On July 15, 1800, the University of Pennsylvania bought the property, the mansion, and twelve lots, at public auction for $41,650. Classes started at this new campus in the spring of 1802. This Ninth Street campus was the university's second one. The property was renovated for the university by architect Benjamin Henry Latrobe. The Philomathean Society was organized in 1813 and had a room in the President's House. The mansion was demolished in 1829 to make room for two new university buildings, designed by architect William Strickland.

==Description==
In 1790, Governor Mifflin had originally asked Pierre Charles L'Enfant, who was planning the new federal city, Washington, D.C., for a design. The house was eventually designed and built by master builder William Williams (1749–1794). The resulting three-story house was built of brick trimmed with marble and featured a facade in the neoclassical style of British architect Robert Adam. It had a hip roof with a central glass dome and cupola, topped by an eagle sculpture.

==Artistic depictions==
In 1799, W. Birch & Son, artists William Birch and his son Thomas Birch, created the print entitled The House intended for the President of the United States, in Ninth Street Philadelphia, which depicted the house.

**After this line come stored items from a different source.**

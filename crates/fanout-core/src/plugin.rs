//! Plugin loading.
//!
//! [`PluginHandle`] opens one shared library, resolves the well-known
//! [`NODE_ENTRYPOINT`] symbol, and validates the node vtable it returns.
//! The handle owns the library mapping; node handles hold an
//! `Arc<PluginHandle>`, so the library stays loaded for as long as any
//! object it produced is alive.
//!
//! [`PluginLoader`] adds name-based resolution on top: a node type name is
//! looked up across an ordered list of directories using the platform's
//! library file naming, and loaded plugins are cached so two nodes of the
//! same type share one library handle.

use std::path::{Path, PathBuf};
use std::sync::Arc;

use fanout_abi::{NodeEntrypointFn, NODE_ENTRYPOINT};
use fxhash::FxHashMap;
use libloading::Library;

use crate::node::NodeVtbl;
use crate::Error;

// ---------------------------------------------------------------------------
// PluginHandle
// ---------------------------------------------------------------------------

/// An open node plugin: the shared library plus its validated vtable.
pub struct PluginHandle {
    // Option so Drop can close() explicitly and log a failure; never None
    // while the handle is alive.
    library: Option<Library>,
    path: PathBuf,
    vtbl: NodeVtbl,
}

impl PluginHandle {
    /// Opens the shared library at `path` and resolves its node vtable.
    ///
    /// # Errors
    ///
    /// [`Error::PluginLoad`] if the library cannot be opened;
    /// [`Error::PluginSymbol`] if the entry symbol is missing, returns
    /// null, or the resolved vtable has null entries.
    pub fn open(path: &Path) -> Result<Self, Error> {
        // SAFETY: loading a library runs its initializers; the plugin
        // contract requires them to be safe to run at any point.
        let library = unsafe { Library::new(path) }
            .map_err(|e| Error::PluginLoad(format!("{}: {e}", path.display())))?;

        // SAFETY: the symbol is declared with the NodeEntrypointFn signature
        // by the plugin ABI contract.
        let entry = unsafe { library.get::<NodeEntrypointFn>(NODE_ENTRYPOINT) }
            .map_err(|e| Error::PluginSymbol(format!("{}: {e}", path.display())))?;

        // SAFETY: entry takes no arguments and returns a pointer we only
        // read after the null check.
        let raw = unsafe { entry() };
        if raw.is_null() {
            return Err(Error::PluginSymbol(format!(
                "{}: node entry point returned null",
                path.display()
            )));
        }

        // SAFETY: non-null and pointing to the plugin's static vtable.
        let vtbl = NodeVtbl::from_raw(unsafe { &*raw })?;

        Ok(Self {
            library: Some(library),
            path: path.to_owned(),
            vtbl,
        })
    }

    /// The path the library was loaded from.
    #[must_use]
    pub fn path(&self) -> &Path {
        &self.path
    }

    pub(crate) fn vtbl(&self) -> NodeVtbl {
        self.vtbl
    }
}

impl Drop for PluginHandle {
    fn drop(&mut self) {
        // Close failures cannot be surfaced from a destructor; log and move on.
        if let Some(library) = self.library.take() {
            if let Err(e) = library.close() {
                tracing::error!(path = %self.path.display(), error = %e, "plugin unload failed");
            }
        }
    }
}

impl std::fmt::Debug for PluginHandle {
    fn fmt(&self, f: &mut std::fmt::Formatter<'_>) -> std::fmt::Result {
        f.debug_struct("PluginHandle")
            .field("path", &self.path)
            .finish_non_exhaustive()
    }
}

// ---------------------------------------------------------------------------
// PluginLoader
// ---------------------------------------------------------------------------

/// Resolves node type names to loaded plugins across a search path.
pub struct PluginLoader {
    paths: Vec<PathBuf>,
    cache: FxHashMap<String, Arc<PluginHandle>>,
}

impl PluginLoader {
    /// Creates a loader searching `paths` in order.
    #[must_use]
    pub fn new(paths: Vec<PathBuf>) -> Self {
        Self {
            paths,
            cache: FxHashMap::default(),
        }
    }

    /// Loads (or returns the cached) plugin for node type `name`.
    ///
    /// # Errors
    ///
    /// [`Error::PluginLoad`] if no library for `name` can be opened in any
    /// search directory; [`Error::PluginSymbol`] if one opens but its entry
    /// point is invalid.
    pub fn load(&mut self, name: &str) -> Result<Arc<PluginHandle>, Error> {
        if let Some(plugin) = self.cache.get(name) {
            return Ok(Arc::clone(plugin));
        }

        let plugin = Arc::new(self.open_by_name(name)?);
        self.cache.insert(name.to_owned(), Arc::clone(&plugin));

        Ok(plugin)
    }

    fn open_by_name(&self, name: &str) -> Result<PluginHandle, Error> {
        let file_name = library_file_name(name);

        for dir in &self.paths {
            let path = dir.join(&file_name);
            if !path.exists() {
                continue;
            }

            match PluginHandle::open(&path) {
                Ok(plugin) => return Ok(plugin),
                // A bad entry point is not recoverable by searching on.
                Err(e @ Error::PluginSymbol(_)) => return Err(e),
                Err(e) => {
                    tracing::warn!(path = %path.display(), error = %e, "candidate plugin failed to load");
                }
            }
        }

        Err(Error::PluginLoad(format!(
            "no plugin library '{file_name}' found in search path"
        )))
    }
}

impl std::fmt::Debug for PluginLoader {
    fn fmt(&self, f: &mut std::fmt::Formatter<'_>) -> std::fmt::Result {
        f.debug_struct("PluginLoader")
            .field("paths", &self.paths)
            .field("cached", &self.cache.len())
            .finish()
    }
}

/// Platform file name for node type `name`.
fn library_file_name(name: &str) -> String {
    if cfg!(target_os = "windows") {
        format!("fanout-{name}.dll")
    } else if cfg!(target_os = "macos") {
        format!("libfanout-{name}.dylib")
    } else {
        format!("libfanout-{name}.so")
    }
}

// ===========================================================================
// Tests
// ===========================================================================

It was plate 13 in Birch's Views of Philadelphia, published in 1800. In 1940, the Presidential Mansion was illustrated on commemorative Wedgwood china cups for the bicentennial of the University of Pennsylvania.

==See also==
- Samuel Osgood House – First presidential mansion, used 1789–1790
- Alexander Macomb House – Second, 1790
- Government House (New York City) – House intended for the President, built 1790
- President's House (Philadelphia) – Third, 1790–1800
- White House – Fourth and current, since 1800

==Bibliography==
- Kurjack, Dennis C. (1953). "The "President's House" in Philadelphia"
- Lawler, Edward (2002). "The President's House in Philadelphia: The Rediscovery of a Lost Landmark"
- Stillman, Damie (2005). "Six Houses for the President"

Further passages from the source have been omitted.